Economia

28/01/2019

Empresário deve manter rigor na administração apesar de alta na confiança do consumidor

Retomada do ciclo de consumo depende principalmente da velocidade de recuperação do mercado de trabalho e da queda dos juros

Empresário deve manter rigor na administração apesar de alta na confiança do consumidor

Os dois quesitos que integram o indicador apresentaram crescimento no mês 
(Arte: TUTU)

Os empresários devem manter atenção na variação do dólar para não encarecer as operações que dependem da moeda americana e evitar altos estoques e endividamento. Esse rigor é necessário enquanto a retomada do ciclo de consumo não ocorre de forma mais evidente – mudança que depende principalmente da velocidade de recuperação do mercado de trabalho e da queda dos juros ao consumidor.
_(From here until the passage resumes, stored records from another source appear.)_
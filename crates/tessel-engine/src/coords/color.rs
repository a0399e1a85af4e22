/// Straight (non-premultiplied) RGBA color, components in `[0, 1]`.
#[derive(Debug, Copy, Clone, Default, PartialEq)]
pub struct ColorRgba {
    pub r: f32,
    pub g: f32,
    pub b: f32,
    pub a: f32,
}

impl ColorRgba {
    pub const BLACK: Self = Self::new(0.0, 0.0, 0.0, 1.0);
    pub const WHITE: Self = Self::new(1.0, 1.0, 1.0, 1.0);

    #[inline]
    pub const fn new(r: f32, g: f32, b: f32, a: f32) -> Self {
        Self { r, g, b, a }
    }

    #[inline]
    pub const fn rgb(r: f32, g: f32, b: f32) -> Self {
        Self::new(r, g, b, 1.0)
    }

    #[inline]
    pub fn with_alpha(self, a: f32) -> Self {
        Self { a, ..self }
    }

    /// `true` when alpha is at least 1; such colors need no blending.
    #[inline]
    pub fn is_opaque(self) -> bool {
        self.a >= 1.0
    }

    #[inline]
    pub fn to_array(self) -> [f32; 4] {
        [self.r, self.g, self.b, self.a]
    }

    pub fn to_wgpu(self) -> wgpu::Color {
        wgpu::Color {
            r: f64::from(self.r),
            g: f64::from(self.g),
            b: f64::from(self.b),
            a: f64::from(self.a),
        }
    }
}
use super::device::{BufferId, BufferKind, DeviceError, GraphicsDevice};

/// Scoped ownership of freshly created device buffers.
///
/// Buffers created through the guard are released when it drops, unless
/// [`ResourceGuard::commit`] was called. Multi-step creation uses this so a
/// failure half-way leaves nothing allocated.
pub struct ResourceGuard<'d> {
    device: &'d mut dyn GraphicsDevice,
    buffers: Vec<BufferId>,
}

impl<'d> ResourceGuard<'d> {
    pub fn new(device: &'d mut dyn GraphicsDevice) -> Self {
        Self {
            device,
            buffers: Vec::new(),
        }
    }

    pub fn create_buffer(&mut self, kind: BufferKind, contents: &[u8]) -> Result<BufferId, DeviceError> {
        let id = self.device.create_buffer(kind, contents)?;
        self.buffers.push(id);
        Ok(id)
    }

    /// Keeps every buffer created so far.
    pub fn commit(mut self) {
        self.buffers.clear();
    }
}

impl Drop for ResourceGuard<'_> {
    fn drop(&mut self) {
        if self.buffers.is_empty() {
            return;
        }
        log::debug!("releasing {} buffer(s) from an uncommitted guard", self.buffers.len());
        for id in self.buffers.drain(..) {
            self.device.delete_buffer(id);
        }
    }
}

#[cfg(test)]
mod tests {
    use super::*;
    use crate::render::RecordingDevice;

    fn build_pair(device: &mut dyn GraphicsDevice) -> Result<(BufferId, BufferId), DeviceError> {
        let mut guard = ResourceGuard::new(device);
        let vertices = guard.create_buffer(BufferKind::Vertex, &[0; 8])?;
        let indices = guard.create_buffer(BufferKind::Index, &[0; 4])?;
        guard.commit();
        Ok((vertices, indices))
    }

    #[test]
    fn failure_midway_leaves_nothing_behind() {
        let mut dev = RecordingDevice::new();
        dev.fail_allocations(1, 1);
        assert!(build_pair(&mut dev).is_err());
        assert_eq!(dev.live_buffer_count(), 0);
    }

    #[test]
    fn committed_guard_keeps_resources() {
        let mut dev = RecordingDevice::new();
        let (a, b) = build_pair(&mut dev).unwrap();
        assert!(dev.is_buffer_live(a));
        assert!(dev.is_buffer_live(b));
    }

    #[test]
    fn dropped_guard_releases_its_buffers() {
        let mut dev = RecordingDevice::new();
        {
            let mut guard = ResourceGuard::new(&mut dev);
            guard.create_buffer(BufferKind::Vertex, &[0; 8]).unwrap();
            guard.create_buffer(BufferKind::Index, &[0; 4]).unwrap();
        }
        assert_eq!(dev.live_buffer_count(), 0);
    }
}
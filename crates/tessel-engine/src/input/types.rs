/// Keyboard key identifier.
///
/// Only keys the runtime maps explicitly get a variant; everything else
/// arrives as `Unknown` with the platform code.
#[derive(Debug, Copy, Clone, Eq, PartialEq, Hash)]
pub enum Key {
    Escape,

    /// Top-row or numpad digit, `0..=9`.
    Digit(u8),

    Unknown(u32),
}

#[derive(Debug, Copy, Clone, Eq, PartialEq)]
pub enum KeyState {
    Pressed,
    Released,
}

#[derive(Debug, Copy, Clone, Eq, PartialEq, Hash)]
pub enum MouseButton {
    Left,
    Right,
    Middle,
    Other(u16),
}

#[derive(Debug, Copy, Clone, Eq, PartialEq)]
pub enum MouseButtonState {
    Pressed,
    Released,
}

#[derive(Debug, Copy, Clone, Default, Eq, PartialEq)]
pub struct Modifiers {
    pub shift: bool,
    pub ctrl: bool,
    pub alt: bool,
    pub meta: bool,
}

/// Pointer position in logical pixels, origin top-left, +Y down.
#[derive(Debug, Copy, Clone, PartialEq)]
pub struct PointerMoveEvent {
    pub x: f32,
    pub y: f32,
}

/// Button transition, carrying the pointer position it happened at.
#[derive(Debug, Copy, Clone, PartialEq)]
pub struct PointerButtonEvent {
    pub button: MouseButton,
    pub state: MouseButtonState,
    pub x: f32,
    pub y: f32,
    pub modifiers: Modifiers,
}

/// Platform-agnostic input events emitted by the runtime.
#[derive(Debug, Clone, PartialEq)]
pub enum InputEvent {
    ModifiersChanged(Modifiers),

    Key {
        key: Key,
        state: KeyState,
        modifiers: Modifiers,
        repeat: bool,
    },

    PointerMoved(PointerMoveEvent),
    PointerButton(PointerButtonEvent),
    PointerLeft,

    Focused(bool),

    /// Window content area changed, in logical pixels.
    Resized { width: f32, height: f32 },
}
//! Shared value types.

mod color;

pub use color::ColorRgba;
A despeito desse quadro, a inflação baixa tem refletido na melhora do humor do cliente, e o Índice de Confiança do Consumidor (ICC) do município de São Paulo registrou a sexta alta consecutiva em janeiro, ao avançar 0,7%. No mês, o indicador atingiu 128,6 pontos, numa escala que varia de zero (pessimismo total) a 200 pontos (otimismo total). Na comparação com janeiro do ano passado, a alta foi de 10%.

Veja também:
Otimismo do consumidor beneficia empresário que fez boas vendas no Natal
Parcela de famílias paulistanas endividadas em dezembro cai ao menor índice desde 2017
Varejistas devem manter otimismo moderado para as vendas em 2019

Os dois quesitos que integram o ICC voltaram a subir. O Índice de Condições Econômicas Atuais (ICEA) cresceu 0,4% e marcou 96,3 pontos. Em relação ao mesmo mês do passado, o indicador registrou alta de 7%. O Índice de Expectativa ao Consumidor (IEC) avançou 0,8% e alcançou 150,2 pontos. No comparativo interanual, a alta foi de 11,3%.

Segundo o ICEA, enquanto os consumidores com renda até dez salários mínimos registraram alta de 2% – ao passar para 91,3 pontos janeiro –, os consumidores acima desse patamar de renda descreveram queda de 2,4%, atingindo 106,1 pontos. O grupo masculino apontou alta de 7,3%, ao passar para 106,8 pontos, enquanto que o grupo feminino sofreu queda de 7% e chegou a 85,8 pontos.

No resultado apurado pelo IEC, o destaque ficou por conta dos grupos de consumidores de até 35 anos e aqueles com renda superior a dez salários mínimos. O primeiro grupo registrou alta de 1,6% (148,7 pontos) e o segundo grupo teve queda de 1,1% (159,7 pontos).